//! In-memory volume implementations.
//!
//! [`SyntheticVolume`] builds a complete, internally consistent MFS volume
//! set in memory and implements [`VolumeAccess`] over it;
//! [`SyntheticTarget`] implements [`RestoreTarget`] by recording everything
//! a restore writes. Together they let round-trip tests compare a restored
//! volume against its source byte for byte without touching real devices.

use std::collections::HashMap;

use crate::device::{BlockDevice, MemDevice, SECTOR_SIZE};
use crate::format::{
    BlockDesc, DataExtent, InodeHeader, PartitionDesc, ZoneMapDesc, INODE_DATA, TY_STREAM,
    ZONE_APPLICATION, ZONE_INODE, ZONE_MEDIA,
};
use crate::volume::{
    MfsVolumeHeader, RestoreTarget, SourcePartition, VolumeAccess, VolumeGeometry, ZoneExtent,
    ZoneMapHeader,
};
use crate::{Result, StreamError};

/// One inode to place in a synthetic volume.
pub struct InodeSpec {
    pub fsid: u32,
    pub fstype: u8,
    pub data: Vec<u8>,
    /// Keep the data inside the metadata sector instead of allocating
    /// extents. Only sensible for small payloads.
    pub inline: bool,
}

impl InodeSpec {
    pub fn file(fsid: u32, data: Vec<u8>) -> Self {
        Self { fsid, fstype: crate::format::TY_FILE, data, inline: false }
    }

    pub fn stream(fsid: u32, data: Vec<u8>) -> Self {
        Self { fsid, fstype: TY_STREAM, data, inline: false }
    }
}

/// Builder for [`SyntheticVolume`].
pub struct SyntheticVolumeBuilder {
    boot_block: [u8; SECTOR_SIZE],
    device_sectors: Vec<u64>,
    partitions: Vec<(SourcePartition, Vec<u8>)>,
    inodes: Vec<InodeSpec>,
    log_sectors: u32,
    unk_sectors: u32,
    media_slack: u64,
    release: Option<String>,
}

impl Default for SyntheticVolumeBuilder {
    fn default() -> Self {
        Self {
            boot_block: [0; SECTOR_SIZE],
            device_sectors: vec![0],
            partitions: Vec::new(),
            inodes: Vec::new(),
            log_sectors: 8,
            unk_sectors: 4,
            media_slack: 0,
            release: None,
        }
    }
}

impl SyntheticVolumeBuilder {
    pub fn boot_block(mut self, fill: u8) -> Self {
        self.boot_block = [fill; SECTOR_SIZE];
        self
    }

    /// Add a non-MFS partition with a deterministic body pattern.
    pub fn partition(mut self, devno: u8, partno: u8, sectors: u32, is_var: bool) -> Self {
        let mut body = vec![0u8; sectors as usize * SECTOR_SIZE];
        for (i, byte) in body.iter_mut().enumerate() {
            *byte = (i as u32)
                .wrapping_mul(31)
                .wrapping_add((devno as u32) << 4 | partno as u32) as u8;
        }
        self.partitions.push((
            SourcePartition {
                desc: PartitionDesc { sectors, partno, devno },
                is_var,
            },
            body,
        ));
        while self.device_sectors.len() <= devno as usize {
            self.device_sectors.push(0);
        }
        self
    }

    pub fn inode(mut self, spec: InodeSpec) -> Self {
        self.inodes.push(spec);
        self
    }

    pub fn log_sectors(mut self, sectors: u32) -> Self {
        self.log_sectors = sectors;
        self
    }

    /// Extra unused media-zone sectors, to exercise shrink accounting.
    pub fn media_slack(mut self, sectors: u64) -> Self {
        self.media_slack = sectors;
        self
    }

    pub fn release(mut self, release: &str) -> Self {
        self.release = Some(release.to_string());
        self
    }

    pub fn build(self) -> SyntheticVolume {
        // Lay the MFS area out front to back: volume header, transaction
        // log, unnamed region, zone map chain, inode table, data.
        let log_start = 1u64;
        let unk_start = log_start + self.log_sectors as u64;
        let zone_start = unk_start + self.unk_sectors as u64;
        let nzones = 3u64;
        let inode_start = zone_start + nzones;
        let inode_slots = self.inodes.len() as u64;
        let data_start = inode_start + inode_slots * 2;

        let app_data: u64 = self
            .inodes
            .iter()
            .filter(|s| s.fstype != TY_STREAM && !s.inline)
            .map(|s| s.data.len().div_ceil(SECTOR_SIZE) as u64)
            .sum();
        let media_data: u64 = self
            .inodes
            .iter()
            .filter(|s| s.fstype == TY_STREAM && !s.inline)
            .map(|s| s.data.len().div_ceil(SECTOR_SIZE) as u64)
            .sum();
        let media_start = data_start + app_data;
        let total = media_start + media_data + self.media_slack;

        let mut mfs = MemDevice::new(total);

        // Pseudo content for the regions the image carries verbatim.
        let mut log = vec![0u8; self.log_sectors as usize * SECTOR_SIZE];
        for (i, b) in log.iter_mut().enumerate() {
            *b = (i as u32).wrapping_mul(7) as u8;
        }
        mfs.write_sectors(log_start, &log).unwrap();
        let mut unk = vec![0u8; self.unk_sectors as usize * SECTOR_SIZE];
        for (i, b) in unk.iter_mut().enumerate() {
            *b = (i as u32).wrapping_mul(13).wrapping_add(3) as u8;
        }
        mfs.write_sectors(unk_start, &unk).unwrap();

        let zones = [
            ZoneMapHeader {
                sector: zone_start as u32,
                sbackup: zone_start as u32,
                length: 1,
                next_sector: (zone_start + 1) as u32,
                zone_type: ZONE_INODE,
                first: inode_start as u32,
                last: (data_start - 1) as u32,
                size: inode_slots * 2,
                min_au: 1,
                fsmem_base: 0x3000_0000,
            },
            ZoneMapHeader {
                sector: (zone_start + 1) as u32,
                sbackup: (zone_start + 1) as u32,
                length: 1,
                next_sector: (zone_start + 2) as u32,
                zone_type: ZONE_APPLICATION,
                first: data_start as u32,
                last: (media_start - 1).max(data_start) as u32,
                size: app_data,
                min_au: 1,
                fsmem_base: 0x3100_0000,
            },
            ZoneMapHeader {
                sector: (zone_start + 2) as u32,
                sbackup: (zone_start + 2) as u32,
                length: 1,
                next_sector: 0,
                zone_type: ZONE_MEDIA,
                first: media_start as u32,
                last: (total - 1) as u32,
                size: media_data + self.media_slack,
                min_au: 2048,
                fsmem_base: 0x3200_0000,
            },
        ];
        for zone in &zones {
            let mut buf = [0u8; SECTOR_SIZE];
            zone.encode(&mut buf);
            mfs.write_sectors(zone.sector as u64, &buf).unwrap();
        }

        // Place inode data and write the metadata sectors.
        let mut headers = Vec::new();
        let mut app_cursor = data_start;
        let mut media_cursor = media_start;
        for (slot, spec) in self.inodes.iter().enumerate() {
            let data_sectors = spec.data.len().div_ceil(SECTOR_SIZE) as u64;
            let mut header = InodeHeader {
                fsid: spec.fsid,
                refcount: 1,
                inode: slot as u32,
                size: spec.data.len() as u32,
                blocksize: SECTOR_SIZE as u32,
                blockused: data_sectors as u32,
                lastmodified: 1_000_000_000 + slot as u32,
                fstype: spec.fstype,
                ..Default::default()
            };
            if spec.inline {
                header.inode_flags |= INODE_DATA;
            } else if data_sectors > 0 {
                let cursor = if spec.fstype == TY_STREAM {
                    &mut media_cursor
                } else {
                    &mut app_cursor
                };
                header.extents.push(DataExtent {
                    sector: *cursor as u32,
                    count: data_sectors as u32,
                });
                let mut padded = spec.data.clone();
                padded.resize(data_sectors as usize * SECTOR_SIZE, 0);
                mfs.write_sectors(*cursor, &padded).unwrap();
                *cursor += data_sectors;
            }
            let sector_image = header.encode_sector();
            mfs.write_sectors(inode_start + slot as u64 * 2, &sector_image)
                .unwrap();
            mfs.write_sectors(inode_start + slot as u64 * 2 + 1, &sector_image)
                .unwrap();
            headers.push(header);
        }

        let header = MfsVolumeHeader {
            state: 0,
            root_fsid: 1,
            total_sectors: total as u32,
            logstart: log_start as u32,
            lognsectors: self.log_sectors,
            logstamp: 1,
            unkstart: unk_start as u32,
            unknsectors: self.unk_sectors,
            zonemap_sector: zone_start as u32,
            partitionlist: "/dev/hda10 /dev/hda11".into(),
        };
        mfs.write_sectors(0, &header.encode_sector()).unwrap();

        // Model the volume set as one application pair plus one media pair.
        let app_pair = data_start + app_data;
        let mfsparts = vec![
            PartitionDesc { sectors: app_pair as u32, partno: 10, devno: 0 },
            PartitionDesc { sectors: (total - app_pair) as u32, partno: 11, devno: 0 },
        ];

        let mut device_sectors = self.device_sectors;
        for (part, _) in &self.partitions {
            device_sectors[part.desc.devno as usize] += part.desc.sectors as u64;
        }
        device_sectors[0] += total + 64;

        SyntheticVolume {
            boot_block: self.boot_block,
            device_sectors,
            partitions: self.partitions,
            mfsparts,
            mfs,
            geometry: header.geometry(),
            zones: zones.to_vec(),
            inodes: headers,
            release: self.release,
        }
    }
}

/// A complete in-memory MFS volume set.
pub struct SyntheticVolume {
    boot_block: [u8; SECTOR_SIZE],
    device_sectors: Vec<u64>,
    partitions: Vec<(SourcePartition, Vec<u8>)>,
    mfsparts: Vec<PartitionDesc>,
    mfs: MemDevice,
    geometry: VolumeGeometry,
    zones: Vec<ZoneMapHeader>,
    inodes: Vec<InodeHeader>,
    release: Option<String>,
}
-*-
• _About this task_: Where does the word "implements" occur in the data? Copy every line that has it.

• _Task answer_:
//! set in memory and implements [`VolumeAccess`] over it;
//! [`SyntheticTarget`] implements [`RestoreTarget`] by recording everything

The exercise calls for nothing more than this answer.